START EXTRACTED MATERIAL
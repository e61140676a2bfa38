//! Error handling for the Gateway
//!
//! This module defines all error types used throughout the gateway and how they
//! are rendered as HTTP responses.

#![allow(missing_docs)]

mod conversions;
mod helpers;
mod response;
mod types;

pub use response::ErrorBody;
pub use types::{GatewayError, Result};
//! Rate limiting configuration

use super::*;
use indexmap::IndexMap;
use serde::{Deserialize, Serialize};

/// One quota dimension: at most `max_requests` per fixed window of `window_ms`
#[derive(Debug, Clone, Copy, Serialize, Deserialize, PartialEq, Eq)]
pub struct RateLimitRule {
    /// Window length in milliseconds
    #[serde(default = "default_window_ms")]
    pub window_ms: u64,
    /// Requests admitted per window
    #[serde(default = "default_max_requests")]
    pub max_requests: u64,
}

impl RateLimitRule {
    pub fn new(window_ms: u64, max_requests: u64) -> Self {
        Self {
            window_ms,
            max_requests,
        }
    }

    /// Window length rounded up to whole seconds
    pub fn window_secs_ceil(&self) -> u64 {
        self.window_ms.div_ceil(1000)
    }
}

impl Default for RateLimitRule {
    fn default() -> Self {
        Self::new(default_window_ms(), default_max_requests())
    }
}

/// Rate limiting configuration
///
/// `limits` and `endpoint_limits` keep their declaration order; the limiter
/// evaluates dimensions in that order and the first one over quota decides.
#[derive(Debug, Clone, Serialize, Deserialize)]
pub struct RateLimitConfig {
    /// Enable rate limiting
    #[serde(default = "default_true")]
    pub enabled: bool,
    /// Rules keyed by dimension: `ip`, `function`, `custom`, `endpoint`,
    /// or an explicit `METHOD /path` endpoint key
    #[serde(default = "default_limits")]
    pub limits: IndexMap<String, RateLimitRule>,
    /// Endpoint-specific rules keyed by `METHOD /path/pattern`
    #[serde(default)]
    pub endpoint_limits: IndexMap<String, RateLimitRule>,
    /// Paths that skip admission control entirely (exact or prefix match)
    #[serde(default = "default_bypass_paths")]
    pub bypass_paths: Vec<String>,
    /// Client addresses that skip admission control (exact IP or CIDR)
    #[serde(default)]
    pub whitelist_ips: Vec<String>,
    /// Interval between sweeps of expired window entries
    #[serde(default = "default_cleanup_interval_secs")]
    pub cleanup_interval_secs: u64,
}

fn default_limits() -> IndexMap<String, RateLimitRule> {
    let mut limits = IndexMap::new();
    limits.insert("ip".to_string(), RateLimitRule::default());
    limits
}

impl Default for RateLimitConfig {
    fn default() -> Self {
        Self {
            enabled: true,
            limits: default_limits(),
            endpoint_limits: IndexMap::new(),
            bypass_paths: default_bypass_paths(),
            whitelist_ips: Vec::new(),
            cleanup_interval_secs: default_cleanup_interval_secs(),
        }
    }
}

impl RateLimitConfig {
    /// Merge rate limit configurations
    pub fn merge(mut self, other: Self) -> Self {
        if !other.enabled {
            self.enabled = false;
        }
        if other.limits != default_limits() {
            self.limits = other.limits;
        }
        for (key, rule) in other.endpoint_limits {
            self.endpoint_limits.insert(key, rule);
        }
        for path in other.bypass_paths {
            if !self.bypass_paths.contains(&path) {
                self.bypass_paths.push(path);
            }
        }
        for ip in other.whitelist_ips {
            if !self.whitelist_ips.contains(&ip) {
                self.whitelist_ips.push(ip);
            }
        }
        if other.cleanup_interval_secs != default_cleanup_interval_secs() {
            self.cleanup_interval_secs = other.cleanup_interval_secs;
        }
        self
    }

    /// Longest configured window, used to age out stale counters
    pub fn max_window_ms(&self) -> u64 {
        self.limits
            .values()
            .chain(self.endpoint_limits.values())
            .map(|rule| rule.window_ms)
            .max()
            .unwrap_or_else(default_window_ms)
    }
}
//! HTTP server core implementation
//!
//! This module provides the HttpServer struct and its core methods.

use crate::config::{Config, ServerConfig};
use crate::server::handlers::{health_check, json_extract_error};
use crate::server::middleware::{RateLimitMiddleware, RequestIdMiddleware};
use crate::server::routes;
use crate::server::state::AppState;
use crate::utils::error::{GatewayError, Result};
use actix_web::{
    App, HttpServer as ActixHttpServer,
    middleware::{DefaultHeaders, Logger},
    web,
};
use std::sync::Arc;
use std::time::Duration;
use tracing::info;

/// HTTP server
pub struct HttpServer {
    /// Server configuration
    config: ServerConfig,
    /// Application state
    state: AppState,
}

/// Build the Actix-web application around shared state
///
/// Middleware runs outermost first: request id, access log, admission control.
pub fn create_app(
    state: web::Data<AppState>,
) -> App<
    impl actix_web::dev::ServiceFactory<
        actix_web::dev::ServiceRequest,
        Config = (),
        Response = actix_web::dev::ServiceResponse<impl actix_web::body::MessageBody>,
        Error = actix_web::Error,
        InitError = (),
    >,
> {
    let prefix = state.config.dispatcher().function_path_prefix.clone();
    let max_body_size = state.config.server().max_body_size;

    App::new()
        .app_data(state)
        .app_data(web::PayloadConfig::new(max_body_size))
        .app_data(web::QueryConfig::default().error_handler(json_extract_error))
        .app_data(web::PathConfig::default().error_handler(json_extract_error))
        .wrap(RateLimitMiddleware)
        .wrap(Logger::default())
        .wrap(RequestIdMiddleware)
        .wrap(DefaultHeaders::new().add(("Server", "functions-gateway")))
        .route("/health", web::get().to(health_check))
        .configure(|cfg| routes::functions::configure_routes(cfg, &prefix))
}

impl HttpServer {
    /// Create a new HTTP server
    pub fn new(config: &Config) -> Result<Self> {
        info!("Creating HTTP server");
        let state = AppState::from_config(config.clone())?;

        Ok(Self {
            config: config.gateway.server.clone(),
            state,
        })
    }

    /// Start the HTTP server
    pub async fn start(self) -> Result<()> {
        let bind_addr = self.config.address();
        let port = self.config.port;

        if self.state.limiter.is_enabled() {
            Arc::clone(&self.state.limiter).start_cleanup_task();
        }

        info!("Starting HTTP server on {}", bind_addr);

        let state = web::Data::new(self.state);

        let server = ActixHttpServer::new(move || create_app(state.clone()))
            .workers(self.config.worker_count())
            .client_request_timeout(Duration::from_secs(self.config.timeout))
            .bind(&bind_addr)
            .map_err(|e| Self::format_bind_error(e, &bind_addr, port))?
            .run();

        info!("HTTP server listening on {}", bind_addr);

        server
            .await
            .map_err(|e| GatewayError::server(e.to_string()))?;

        info!("HTTP server stopped");
        Ok(())
    }

    /// Get server configuration
    pub fn config(&self) -> &ServerConfig {
        &self.config
    }

    /// Get application state
    pub fn state(&self) -> &AppState {
        &self.state
    }
}
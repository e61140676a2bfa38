//! Response envelope construction

use super::types::{InvocationResult, ResultMeta};
use crate::core::executors::ExecutorOutput;
use serde_json::{Value, json};

pub const META_KEY: &str = "_meta";

/// Objects get `_meta` merged in; any other value is wrapped as `{ result }`
pub fn wrap_result(result: Value, meta: Value) -> Value {
    match result {
        Value::Object(mut object) => {
            object.insert(META_KEY.to_string(), meta);
            Value::Object(object)
        }
        other => json!({ "result": other, META_KEY: meta }),
    }
}

/// Turn executor output into the JSON envelope
pub(super) fn build(output: ExecutorOutput, mut meta: ResultMeta, default_runtime: &str) -> InvocationResult {
    match output {
        ExecutorOutput::Value {
            result,
            executed_with,
            meta: extra,
        } => {
            meta = meta.with_extra(extra);
            meta.executed_with = executed_with.or_else(|| Some(default_runtime.to_string()));
            let body = wrap_result(result, meta.to_value());
            InvocationResult::new(200, body, Some(meta))
        }
        ExecutorOutput::Http {
            status,
            content_type,
            body,
        } => {
            meta.executed_with = Some(default_runtime.to_string());
            let text = String::from_utf8_lossy(&body).into_owned();
            let is_json = content_type
                .as_deref()
                .is_some_and(|ct| ct.contains("application/json"));
            let payload = if is_json {
                serde_json::from_str::<Value>(&text).unwrap_or(Value::String(text))
            } else {
                Value::String(text)
            };

            let body = if (200..300).contains(&status) {
                wrap_result(payload, meta.to_value())
            } else {
                match payload {
                    Value::Object(object) => wrap_result(Value::Object(object), meta.to_value()),
                    other => json!({ "error": other, META_KEY: meta.to_value() }),
                }
            };
            InvocationResult::new(status, body, Some(meta))
        }
        ExecutorOutput::Deferred { task_id } => {
            let body = json!({
                "taskId": task_id,
                META_KEY: { "executorType": meta.executor_type },
            });
            InvocationResult::new(202, body, Some(meta))
        }
    }
}
//! Function registry client
//!
//! Descriptors and source text are owned by an external key-value store; the
//! gateway only reads them through [`FunctionRegistry`].

mod memory;
mod types;


pub use memory::InMemoryRegistry;
pub use types::{FunctionDescriptor, FunctionType};

use crate::utils::error::Result;
use async_trait::async_trait;
use std::fmt::Debug;

/// Read access to registered functions
#[async_trait]
pub trait FunctionRegistry: Send + Sync + Debug {
    /// Look up a descriptor; `version = None` resolves the latest registration
    async fn get(&self, id: &str, version: Option<&str>) -> Result<Option<FunctionDescriptor>>;

    /// Source text for a code function
    async fn get_source(&self, id: &str, version: Option<&str>) -> Result<Option<String>>;
}
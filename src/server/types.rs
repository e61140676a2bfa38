//! Server response types

use serde::Serialize;
use std::borrow::Cow;

/// Body of `GET /health`
#[derive(Debug, Clone, Serialize)]
pub struct HealthStatus {
    pub status: Cow<'static, str>,
    pub timestamp: chrono::DateTime<chrono::Utc>,
    pub version: Cow<'static, str>,
    /// Whether admission control is active
    pub rate_limiting: bool,
}
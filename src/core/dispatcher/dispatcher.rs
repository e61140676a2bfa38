//! Invocation dispatcher implementation

use super::body::parse_body;
use super::envelope;
use super::types::{InvocationRequest, InvocationResult, RawRequest, ResultMeta};
use crate::config::models::DispatcherConfig;
use crate::core::executors::{ExecutorError, ExecutorSet, Invocation};
use crate::core::registry::{FunctionDescriptor, FunctionRegistry, FunctionType};
use crate::utils::error::{GatewayError, Result};
use std::sync::Arc;
use std::time::Instant;
use tokio::time::timeout_at;
use tracing::{debug, error, warn};

/// Routes admitted invocations to executors and normalizes their results
#[derive(Debug, Clone)]
pub struct Dispatcher {
    registry: Arc<dyn FunctionRegistry>,
    executors: Arc<ExecutorSet>,
    config: DispatcherConfig,
}

impl Dispatcher {
    pub fn new(
        registry: Arc<dyn FunctionRegistry>,
        executors: ExecutorSet,
        config: DispatcherConfig,
    ) -> Self {
        Self {
            registry,
            executors: Arc::new(executors),
            config,
        }
    }

    pub fn config(&self) -> &DispatcherConfig {
        &self.config
    }

    pub fn executors(&self) -> &ExecutorSet {
        &self.executors
    }

    /// Run the whole pipeline for one request. Never fails: errors become
    /// JSON results with the matching status.
    pub async fn dispatch(
        &self,
        function_id: &str,
        version: Option<&str>,
        request: &RawRequest,
    ) -> InvocationResult {
        match self.try_dispatch(function_id, version, request).await {
            Ok(result) => result,
            Err(e) => {
                match &e {
                    GatewayError::NotFound(_) | GatewayError::BadRequest(_) => {
                        debug!(function = %function_id, "Invocation rejected: {}", e)
                    }
                    _ => error!(function = %function_id, "Invocation failed: {}", e),
                }
                InvocationResult::from_error(&e)
            }
        }
    }

    async fn try_dispatch(
        &self,
        function_id: &str,
        version: Option<&str>,
        request: &RawRequest,
    ) -> Result<InvocationResult> {
        let descriptor = self.resolve(function_id, version).await?;
        let invocation = self.prepare(&descriptor, version, request)?;
        Ok(self.execute(&descriptor, &invocation, request).await)
    }

    /// Look up the descriptor; no version means the latest registration
    pub async fn resolve(&self, function_id: &str, version: Option<&str>) -> Result<FunctionDescriptor> {
        let version = version.filter(|v| !v.is_empty());
        self.registry
            .get(function_id, version)
            .await?
            .ok_or_else(|| GatewayError::function_not_found(function_id))
    }

    /// Parse the body into the normalized invocation input
    pub fn prepare(
        &self,
        descriptor: &FunctionDescriptor,
        version: Option<&str>,
        request: &RawRequest,
    ) -> Result<InvocationRequest> {
        let (body, content_kind) = parse_body(request)?;
        Ok(InvocationRequest {
            function_id: descriptor.id.clone(),
            version: version.map(str::to_string),
            params: request.query.clone(),
            body,
            content_kind,
        })
    }

    /// Select the executor, run it under the time budget and build the envelope
    pub async fn execute(
        &self,
        descriptor: &FunctionDescriptor,
        invocation: &InvocationRequest,
        request: &RawRequest,
    ) -> InvocationResult {
        let type_name = descriptor.type_name().to_string();

        let Some(function_type) = descriptor.function_type() else {
            warn!(function = %descriptor.id, "Unsupported function type: {}", type_name);
            let err = GatewayError::not_implemented(format!(
                "Function type '{}' is not implemented",
                type_name
            ));
            return InvocationResult::from_executor_error(&err, ResultMeta::new(type_name));
        };

        let Some(slot) = self.executors.get(function_type) else {
            let err = GatewayError::unavailable(format!(
                "No executor available for {} functions",
                function_type
            ));
            return InvocationResult::from_executor_error(&err, ResultMeta::new(type_name));
        };

        let source = match self.source_for(descriptor, function_type).await {
            Ok(source) => source,
            Err(e) => {
                error!(function = %descriptor.id, "Failed to load function source: {}", e);
                return InvocationResult::from_executor_error(&e, ResultMeta::new(type_name));
            }
        };

        let budget = self.config.execution_budget(descriptor.timeout_ms);
        let started = Instant::now();
        let deadline = tokio::time::Instant::now() + budget;
        let elapsed_ms = || started.elapsed().as_millis() as u64;

        let permit = match timeout_at(deadline, slot.acquire()).await {
            Ok(Ok(permit)) => permit,
            Ok(Err(e)) => {
                let meta = ResultMeta::new(type_name).with_duration(elapsed_ms());
                return InvocationResult::from_executor_error(&e.into(), meta);
            }
            Err(_) => {
                warn!(
                    function = %descriptor.id,
                    budget_ms = budget.as_millis() as u64,
                    "Timed out waiting for an execution slot"
                );
                let err = GatewayError::timeout(format!(
                    "Function '{}' timed out after {}ms before execution started",
                    descriptor.id,
                    budget.as_millis()
                ));
                let meta = ResultMeta::new(type_name).with_duration(elapsed_ms());
                return InvocationResult::from_executor_error(&err, meta);
            }
        };

        let executor = slot.executor();
        let call = Invocation {
            descriptor,
            input: &invocation.body,
            request,
            source: source.as_deref(),
        };
        let outcome = timeout_at(deadline, executor.execute(call)).await;
        drop(permit);

        let meta = ResultMeta::new(type_name).with_duration(elapsed_ms());
        match outcome {
            Ok(Ok(output)) => {
                debug!(
                    function = %descriptor.id,
                    executor = executor.name(),
                    duration_ms = meta.duration,
                    "Invocation completed"
                );
                envelope::build(output, meta, executor.name())
            }
            Ok(Err(ExecutorError::NotImplemented(message))) => {
                debug!(function = %descriptor.id, "Executor not implemented: {}", message);
                InvocationResult::from_executor_error(&GatewayError::not_implemented(message), meta)
            }
            Ok(Err(e)) => {
                warn!(function = %descriptor.id, "Executor failed: {}", e);
                InvocationResult::from_executor_error(&e.into(), meta)
            }
            Err(_) => {
                warn!(
                    function = %descriptor.id,
                    budget_ms = budget.as_millis() as u64,
                    "Execution timed out"
                );
                let err = GatewayError::gateway_timeout(format!(
                    "Function '{}' timed out after {}ms",
                    descriptor.id,
                    budget.as_millis()
                ));
                InvocationResult::from_executor_error(&err, meta)
            }
        }
    }

    async fn source_for(
        &self,
        descriptor: &FunctionDescriptor,
        function_type: FunctionType,
    ) -> Result<Option<String>> {
        if function_type != FunctionType::Code {
            return Ok(None);
        }
        self.registry
            .get_source(&descriptor.id, Some(&descriptor.version))
            .await
    }
}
END EXTRACTED MATERIAL
= WORK REQUEST =
Where the line with "pub fn new(window_ms: u64, max_requests: u64)" ends, your copy should end too; please return exactly the lines from the first line of the data through it.

= WRITTEN ANSWER =
repository e61140676a2bfa38
//! Error handling for the Gateway
//!
//! This module defines all error types used throughout the gateway and how they
//! are rendered as HTTP responses.

#![allow(missing_docs)]

mod conversions;
mod helpers;
mod response;
mod types;

pub use response::ErrorBody;
pub use types::{GatewayError, Result};
//! Rate limiting configuration

use super::*;
use indexmap::IndexMap;
use serde::{Deserialize, Serialize};

/// One quota dimension: at most `max_requests` per fixed window of `window_ms`
#[derive(Debug, Clone, Copy, Serialize, Deserialize, PartialEq, Eq)]
pub struct RateLimitRule {
    /// Window length in milliseconds
    #[serde(default = "default_window_ms")]
    pub window_ms: u64,
    /// Requests admitted per window
    #[serde(default = "default_max_requests")]
    pub max_requests: u64,
}

impl RateLimitRule {
    pub fn new(window_ms: u64, max_requests: u64) -> Self {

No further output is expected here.